= Beginning of Section =

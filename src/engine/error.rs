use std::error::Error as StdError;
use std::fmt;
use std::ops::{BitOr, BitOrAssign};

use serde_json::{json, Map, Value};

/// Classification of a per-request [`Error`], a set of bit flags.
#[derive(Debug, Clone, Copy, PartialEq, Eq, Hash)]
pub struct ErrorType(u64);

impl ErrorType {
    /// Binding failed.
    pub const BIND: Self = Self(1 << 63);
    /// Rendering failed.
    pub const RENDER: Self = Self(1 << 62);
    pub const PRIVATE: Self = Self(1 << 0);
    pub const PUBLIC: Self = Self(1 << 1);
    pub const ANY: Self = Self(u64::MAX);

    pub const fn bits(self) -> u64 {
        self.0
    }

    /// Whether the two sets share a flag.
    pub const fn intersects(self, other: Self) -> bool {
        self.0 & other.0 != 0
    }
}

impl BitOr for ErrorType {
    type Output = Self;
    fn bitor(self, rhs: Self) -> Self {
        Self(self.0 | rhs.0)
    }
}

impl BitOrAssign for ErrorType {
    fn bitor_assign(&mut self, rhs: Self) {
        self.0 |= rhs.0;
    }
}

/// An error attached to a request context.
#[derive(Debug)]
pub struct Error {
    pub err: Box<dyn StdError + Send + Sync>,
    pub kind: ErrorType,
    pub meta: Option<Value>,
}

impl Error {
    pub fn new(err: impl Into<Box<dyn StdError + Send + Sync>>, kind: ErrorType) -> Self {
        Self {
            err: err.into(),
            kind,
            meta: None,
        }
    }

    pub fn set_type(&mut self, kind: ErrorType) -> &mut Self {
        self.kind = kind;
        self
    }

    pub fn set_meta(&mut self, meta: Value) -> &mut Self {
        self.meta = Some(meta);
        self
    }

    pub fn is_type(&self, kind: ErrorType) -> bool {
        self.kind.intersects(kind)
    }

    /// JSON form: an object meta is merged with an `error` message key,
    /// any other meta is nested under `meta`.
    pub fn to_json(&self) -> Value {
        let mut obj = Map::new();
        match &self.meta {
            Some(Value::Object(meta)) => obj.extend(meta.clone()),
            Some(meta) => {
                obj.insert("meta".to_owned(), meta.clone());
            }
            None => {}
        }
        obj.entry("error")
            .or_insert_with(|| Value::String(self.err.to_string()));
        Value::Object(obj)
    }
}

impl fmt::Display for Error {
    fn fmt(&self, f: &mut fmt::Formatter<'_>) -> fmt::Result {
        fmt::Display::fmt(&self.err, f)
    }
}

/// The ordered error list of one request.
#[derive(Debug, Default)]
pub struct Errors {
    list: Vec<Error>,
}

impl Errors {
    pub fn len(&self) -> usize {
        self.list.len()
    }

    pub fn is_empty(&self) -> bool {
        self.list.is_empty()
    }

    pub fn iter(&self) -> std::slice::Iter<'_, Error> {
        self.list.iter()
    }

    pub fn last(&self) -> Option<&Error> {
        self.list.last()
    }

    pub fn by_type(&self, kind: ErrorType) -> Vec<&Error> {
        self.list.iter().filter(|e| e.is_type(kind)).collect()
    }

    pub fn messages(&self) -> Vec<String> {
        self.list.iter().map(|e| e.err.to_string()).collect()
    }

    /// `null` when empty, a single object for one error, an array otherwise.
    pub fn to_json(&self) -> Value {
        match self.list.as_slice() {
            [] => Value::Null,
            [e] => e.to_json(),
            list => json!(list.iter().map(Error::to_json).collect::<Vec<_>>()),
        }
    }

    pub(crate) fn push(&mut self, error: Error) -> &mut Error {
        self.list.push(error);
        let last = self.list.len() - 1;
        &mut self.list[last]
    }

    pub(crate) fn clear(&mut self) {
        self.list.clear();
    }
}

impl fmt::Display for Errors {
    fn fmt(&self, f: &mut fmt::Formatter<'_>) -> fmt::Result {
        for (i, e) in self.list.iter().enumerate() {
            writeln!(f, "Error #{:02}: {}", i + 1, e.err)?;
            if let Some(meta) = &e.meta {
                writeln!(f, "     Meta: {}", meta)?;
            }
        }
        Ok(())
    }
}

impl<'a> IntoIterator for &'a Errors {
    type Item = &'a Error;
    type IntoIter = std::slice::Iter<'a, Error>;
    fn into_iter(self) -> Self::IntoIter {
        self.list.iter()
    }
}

= End of Section =
= Beginning of Section =

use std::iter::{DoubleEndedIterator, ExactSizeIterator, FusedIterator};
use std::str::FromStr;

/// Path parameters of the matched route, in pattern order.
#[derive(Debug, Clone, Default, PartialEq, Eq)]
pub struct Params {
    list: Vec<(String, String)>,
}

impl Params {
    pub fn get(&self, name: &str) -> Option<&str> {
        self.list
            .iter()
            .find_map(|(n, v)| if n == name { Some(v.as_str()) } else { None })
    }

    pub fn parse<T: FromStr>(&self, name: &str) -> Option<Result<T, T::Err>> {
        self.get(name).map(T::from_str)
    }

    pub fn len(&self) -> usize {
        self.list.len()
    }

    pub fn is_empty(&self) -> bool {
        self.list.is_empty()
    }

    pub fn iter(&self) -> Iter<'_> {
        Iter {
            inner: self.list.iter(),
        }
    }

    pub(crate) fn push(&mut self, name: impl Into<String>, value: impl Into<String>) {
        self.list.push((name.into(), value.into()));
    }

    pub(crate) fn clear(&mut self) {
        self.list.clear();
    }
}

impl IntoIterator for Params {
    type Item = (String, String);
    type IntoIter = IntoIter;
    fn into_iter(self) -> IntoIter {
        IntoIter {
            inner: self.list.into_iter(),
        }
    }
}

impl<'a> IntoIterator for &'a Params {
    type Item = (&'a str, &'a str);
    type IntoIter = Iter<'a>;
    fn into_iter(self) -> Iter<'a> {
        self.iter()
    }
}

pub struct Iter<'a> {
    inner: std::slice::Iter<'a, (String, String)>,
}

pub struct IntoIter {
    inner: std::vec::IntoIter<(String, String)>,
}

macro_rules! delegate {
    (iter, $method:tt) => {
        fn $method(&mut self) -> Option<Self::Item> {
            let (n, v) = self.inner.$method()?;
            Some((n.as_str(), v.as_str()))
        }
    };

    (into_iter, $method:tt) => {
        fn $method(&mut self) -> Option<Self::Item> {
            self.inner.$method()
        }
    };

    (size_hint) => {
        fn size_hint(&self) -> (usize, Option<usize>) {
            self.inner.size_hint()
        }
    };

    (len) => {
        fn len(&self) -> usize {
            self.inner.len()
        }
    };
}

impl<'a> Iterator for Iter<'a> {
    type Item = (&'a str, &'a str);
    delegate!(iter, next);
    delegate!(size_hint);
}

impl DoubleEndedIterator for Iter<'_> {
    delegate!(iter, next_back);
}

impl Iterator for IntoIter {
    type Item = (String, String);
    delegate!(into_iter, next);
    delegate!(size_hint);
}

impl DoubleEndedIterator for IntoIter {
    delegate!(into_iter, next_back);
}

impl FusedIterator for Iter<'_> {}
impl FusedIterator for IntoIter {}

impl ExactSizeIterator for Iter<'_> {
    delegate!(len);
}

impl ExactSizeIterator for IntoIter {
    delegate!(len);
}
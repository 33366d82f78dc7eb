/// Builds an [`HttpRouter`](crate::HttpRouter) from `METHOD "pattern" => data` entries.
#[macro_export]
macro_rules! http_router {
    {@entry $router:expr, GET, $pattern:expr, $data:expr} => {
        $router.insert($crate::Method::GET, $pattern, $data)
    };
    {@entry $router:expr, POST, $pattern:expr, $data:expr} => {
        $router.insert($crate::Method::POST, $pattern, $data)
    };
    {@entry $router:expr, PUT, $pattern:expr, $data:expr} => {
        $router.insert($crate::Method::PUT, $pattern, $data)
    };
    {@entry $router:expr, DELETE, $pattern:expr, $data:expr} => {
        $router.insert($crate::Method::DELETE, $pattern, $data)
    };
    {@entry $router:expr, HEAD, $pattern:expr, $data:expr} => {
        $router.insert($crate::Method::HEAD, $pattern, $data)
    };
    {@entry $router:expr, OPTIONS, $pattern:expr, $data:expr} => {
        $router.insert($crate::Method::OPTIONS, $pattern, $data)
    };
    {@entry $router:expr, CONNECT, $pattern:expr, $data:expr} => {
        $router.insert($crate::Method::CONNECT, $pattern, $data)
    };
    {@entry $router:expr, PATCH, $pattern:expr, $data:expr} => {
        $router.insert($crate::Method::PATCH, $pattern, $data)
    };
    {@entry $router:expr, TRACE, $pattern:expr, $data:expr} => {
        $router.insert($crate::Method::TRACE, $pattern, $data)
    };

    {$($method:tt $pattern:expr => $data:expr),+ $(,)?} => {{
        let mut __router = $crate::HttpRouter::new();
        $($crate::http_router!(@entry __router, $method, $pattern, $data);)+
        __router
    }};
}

= End of Section =
= Beginning of Section =

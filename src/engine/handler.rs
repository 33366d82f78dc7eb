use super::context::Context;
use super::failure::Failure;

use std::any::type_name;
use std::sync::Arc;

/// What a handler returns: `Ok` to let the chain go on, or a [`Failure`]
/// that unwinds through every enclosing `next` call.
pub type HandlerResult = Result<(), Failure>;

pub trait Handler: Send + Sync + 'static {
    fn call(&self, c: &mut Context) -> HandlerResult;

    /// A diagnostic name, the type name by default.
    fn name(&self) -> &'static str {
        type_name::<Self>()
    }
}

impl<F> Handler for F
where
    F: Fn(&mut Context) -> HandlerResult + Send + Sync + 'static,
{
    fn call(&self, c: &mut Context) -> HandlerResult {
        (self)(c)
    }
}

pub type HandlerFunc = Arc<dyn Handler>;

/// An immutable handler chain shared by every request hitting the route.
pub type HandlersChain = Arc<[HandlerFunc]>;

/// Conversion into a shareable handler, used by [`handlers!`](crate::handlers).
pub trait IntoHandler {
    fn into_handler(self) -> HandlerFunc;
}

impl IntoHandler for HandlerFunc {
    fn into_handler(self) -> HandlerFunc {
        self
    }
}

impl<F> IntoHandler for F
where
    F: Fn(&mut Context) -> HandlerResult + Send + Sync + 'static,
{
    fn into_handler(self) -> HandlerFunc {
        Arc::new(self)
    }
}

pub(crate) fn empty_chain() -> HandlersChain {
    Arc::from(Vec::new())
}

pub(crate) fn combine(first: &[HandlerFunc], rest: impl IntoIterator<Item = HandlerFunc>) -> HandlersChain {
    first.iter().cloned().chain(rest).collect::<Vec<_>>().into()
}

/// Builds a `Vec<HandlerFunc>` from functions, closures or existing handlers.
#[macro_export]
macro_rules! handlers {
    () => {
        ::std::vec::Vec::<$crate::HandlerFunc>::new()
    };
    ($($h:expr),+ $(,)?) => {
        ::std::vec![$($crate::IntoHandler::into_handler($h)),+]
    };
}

= End of Section =

Task to carry out |
There is a line with "filename src/engine/error.rs" and a line with "pub const RENDER: Self = Self(1 << 62);" above. Copy exactly those two lines and all lines between them, with nothing else.

Written answer |
filename src/engine/error.rs
use std::error::Error as StdError;
use std::fmt;
use std::ops::{BitOr, BitOrAssign};

use serde_json::{json, Map, Value};

/// Classification of a per-request [`Error`], a set of bit flags.
#[derive(Debug, Clone, Copy, PartialEq, Eq, Hash)]
pub struct ErrorType(u64);

impl ErrorType {
    /// Binding failed.
    pub const BIND: Self = Self(1 << 63);
    /// Rendering failed.
    pub const RENDER: Self = Self(1 << 62);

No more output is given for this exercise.